* **What you should do**: When you reach the line that contains "applications they share." in the data below, start reproducing lines exactly, and stop after the line that contains "let mut graph = Graph::new();".

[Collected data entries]
□ □ □ □ □

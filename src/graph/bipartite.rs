//! Builds an undirected graph with two vertex kinds out of flat relation
//! tables joined on a shared key.

use rustc_hash::FxHashMap;
use serde::{Deserialize, Serialize};
use tracing::{info, warn};

use super::model::{EdgeData, Graph, VertexId};
use crate::error::{DbError, Result};
use crate::model::{Record, Value};

/// Where one vertex category finds its ids.
#[derive(Debug, Clone, PartialEq, Eq, Serialize, Deserialize)]
pub struct BipartiteSide {
    /// Vertex kind tag for rows of this side.
    pub kind: String,
    /// Field of a vertex row holding its external id.
    pub id_field: String,
    /// Field of a relation row referencing that id.
    pub link_id_field: String,
}

impl BipartiteSide {
    /// Describes one side by its kind tag and the two id columns.
    pub fn new(
        kind: impl Into<String>,
        id_field: impl Into<String>,
        link_id_field: impl Into<String>,
    ) -> Self {
        Self {
            kind: kind.into(),
            id_field: id_field.into(),
            link_id_field: link_id_field.into(),
        }
    }
}

/// Counters gathered while building.
#[derive(Debug, Clone, Copy, Default, PartialEq, Eq, Serialize)]
pub struct BuildStats {
    /// Join keys present in both relation tables.
    pub shared_keys: usize,
    /// Relation rows whose id matched no vertex row.
    pub dangling_links: usize,
}

/// Graph produced by [`BipartiteBuilder::build`], with lookups from each
/// side's external id to its vertex.
///
/// Every vertex row becomes a vertex, even when its external id repeats an
/// earlier row of the same side. Only the first such row is reachable
/// through the id lookup, so only it receives edges; later duplicates stay
/// isolated and surface as singleton components.
#[derive(Debug, Clone)]
pub struct BipartiteGraph {
    /// The graph itself; vertex payloads are the original rows.
    pub graph: Graph<Record>,
    /// External id of each `a` row to its vertex.
    pub a_vertices: FxHashMap<Value, VertexId>,
    /// External id of each `b` row to its vertex.
    pub b_vertices: FxHashMap<Value, VertexId>,
    /// What the build saw along the way.
    pub stats: BuildStats,
}

impl BipartiteGraph {
    /// Vertex of the `a` row with external id `id`.
    pub fn a_vertex(&self, id: &Value) -> Option<VertexId> {
        self.a_vertices.get(id).copied()
    }

    /// Vertex of the `b` row with external id `id`.
    pub fn b_vertex(&self, id: &Value) -> Option<VertexId> {
        self.b_vertices.get(id).copied()
    }
}

/// Builds an A/B graph from two vertex tables and two relation tables that
/// share a join key. Every join key linking `a` and `b` adds one to the
/// weight of edge `(a, b)` and is recorded in its key set.
#[derive(Debug, Clone, PartialEq, Eq, Serialize, Deserialize)]
pub struct BipartiteBuilder {
    /// First vertex category.
    pub a: BipartiteSide,
    /// Second vertex category.
    pub b: BipartiteSide,
    /// Join column both relation tables carry.
    pub join_field: String,
}

/// Relation rows grouped by join key, keys kept in first-seen order.
struct Grouped {
    order: Vec<Value>,
    groups: FxHashMap<Value, Vec<Value>>,
}

fn group_links(links: &[Record], join_field: &str, id_field: &str) -> Result<Grouped> {
    let mut grouped = Grouped {
        order: Vec::new(),
        groups: FxHashMap::default(),
    };
    for row in links {
        let key = row
            .get(join_field)
            .ok_or_else(|| DbError::MissingAttribute(join_field.to_string()))?;
        let id = row
            .get(id_field)
            .ok_or_else(|| DbError::MissingAttribute(id_field.to_string()))?;
        if key.is_null() || id.is_null() {
            continue;
        }
        match grouped.groups.get_mut(key) {
            Some(ids) => ids.push(id.clone()),
            None => {
                grouped.order.push(key.clone());
                grouped.groups.insert(key.clone(), vec![id.clone()]);
            }
        }
    }
    Ok(grouped)
}

fn add_vertices(
    graph: &mut Graph<Record>,
    rows: &[Record],
    side: &BipartiteSide,
) -> Result<FxHashMap<Value, VertexId>> {
    let mut lookup = FxHashMap::default();
    lookup.reserve(rows.len());
    for row in rows {
        let id = row
            .get(&side.id_field)
            .cloned()
            .ok_or_else(|| DbError::MissingAttribute(side.id_field.clone()))?;
        let vertex = graph.insert_vertex(row.clone(), side.kind.as_str());
        if lookup.contains_key(&id) {
            warn!(kind = %side.kind, id = %id, "duplicate vertex id; first row keeps the lookup");
        } else {
            lookup.insert(id, vertex);
        }
    }
    Ok(lookup)
}

fn resolve(ids: &[Value], lookup: &FxHashMap<Value, VertexId>) -> Vec<VertexId> {
    ids.iter().filter_map(|id| lookup.get(id).copied()).collect()
}

/// Relation rows, under any join key, whose id names no vertex.
fn count_dangling(grouped: &Grouped, lookup: &FxHashMap<Value, VertexId>) -> usize {
    grouped
        .groups
        .values()
        .flatten()
        .filter(|id| !lookup.contains_key(id))
        .count()
}

impl BipartiteBuilder {
    /// Builder joining `a` and `b` through `join_field`.
    pub fn new(a: BipartiteSide, b: BipartiteSide, join_field: impl Into<String>) -> Self {
        Self {
            a,
            b,
            join_field: join_field.into(),
        }
    }

    /// Developers and publishers joined through the applications they share.
    pub fn developer_publisher() -> Self {
        Self::new(
            BipartiteSide::new("developer", "id", "developer_id"),
            BipartiteSide::new("publisher", "id", "publisher_id"),
            "appid",
        )
    }

    /// Builds the graph. Vertex rows without an id field fail with
    /// [`DbError::MissingAttribute`], as do relation rows missing the join
    /// or id column. Rows with a null join key or id are ignored. Relation
    /// rows naming an id with no vertex row are skipped and counted in
    /// [`BuildStats::dangling_links`].
    pub fn build(
        &self,
        a_rows: &[Record],
        b_rows: &[Record],
        a_links: &[Record],
        b_links: &[Record],
    ) -> Result<BipartiteGraph> {
        let a_grouped = group_links(a_links, &self.join_field, &self.a.link_id_field)?;
        let b_grouped = group_links(b_links, &self.join_field, &self.b.link_id_field)?;

        let mut graph = Graph::new();
        let a_vertices = add_vertices(&mut graph, a_rows, &self.a)?;
        let b_vertices = add_vertices(&mut graph, b_rows, &self.b)?;

        let mut stats = BuildStats {
            shared_keys: 0,
            dangling_links: count_dangling(&a_grouped, &a_vertices)
                + count_dangling(&b_grouped, &b_vertices),
        };
        for key in &a_grouped.order {
            let (Some(a_ids), Some(b_ids)) = (a_grouped.groups.get(key), b_grouped.groups.get(key)) else {
                continue;
            };
            stats.shared_keys += 1;
            let a_side = resolve(a_ids, &a_vertices);
            let b_side = resolve(b_ids, &b_vertices);
            for &a in &a_side {
                for &b in &b_side {
                    let edge = graph.insert_edge(a, b, EdgeData::default())?;
                    if let Some(edge) = graph.edge_mut(edge) {
                        edge.payload_mut().record(key.clone());
                    }
                }
            }
        }

        if stats.dangling_links > 0 {
            warn!(
                dangling = stats.dangling_links,
                "relation rows referenced ids with no vertex row; skipped"
            );
        }
        info!(
            vertices = graph.vertex_count(),
            edges = graph.edge_count(),
            shared_keys = stats.shared_keys,
            "bipartite graph built"
        );

        Ok(BipartiteGraph {
            graph,
            a_vertices,
            b_vertices,
            stats,
        })
    }
}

□ □ □ □ □

* **Answer to the exercise**:
    /// Developers and publishers joined through the applications they share.
    pub fn developer_publisher() -> Self {
        Self::new(
            BipartiteSide::new("developer", "id", "developer_id"),
            BipartiteSide::new("publisher", "id", "publisher_id"),
            "appid",
        )
    }

    /// Builds the graph. Vertex rows without an id field fail with
    /// [`DbError::MissingAttribute`], as do relation rows missing the join
    /// or id column. Rows with a null join key or id are ignored. Relation
    /// rows naming an id with no vertex row are skipped and counted in
    /// [`BuildStats::dangling_links`].
    pub fn build(
        &self,
        a_rows: &[Record],
        b_rows: &[Record],
        a_links: &[Record],
        b_links: &[Record],
    ) -> Result<BipartiteGraph> {
        let a_grouped = group_links(a_links, &self.join_field, &self.a.link_id_field)?;
        let b_grouped = group_links(b_links, &self.join_field, &self.b.link_id_field)?;

        let mut graph = Graph::new();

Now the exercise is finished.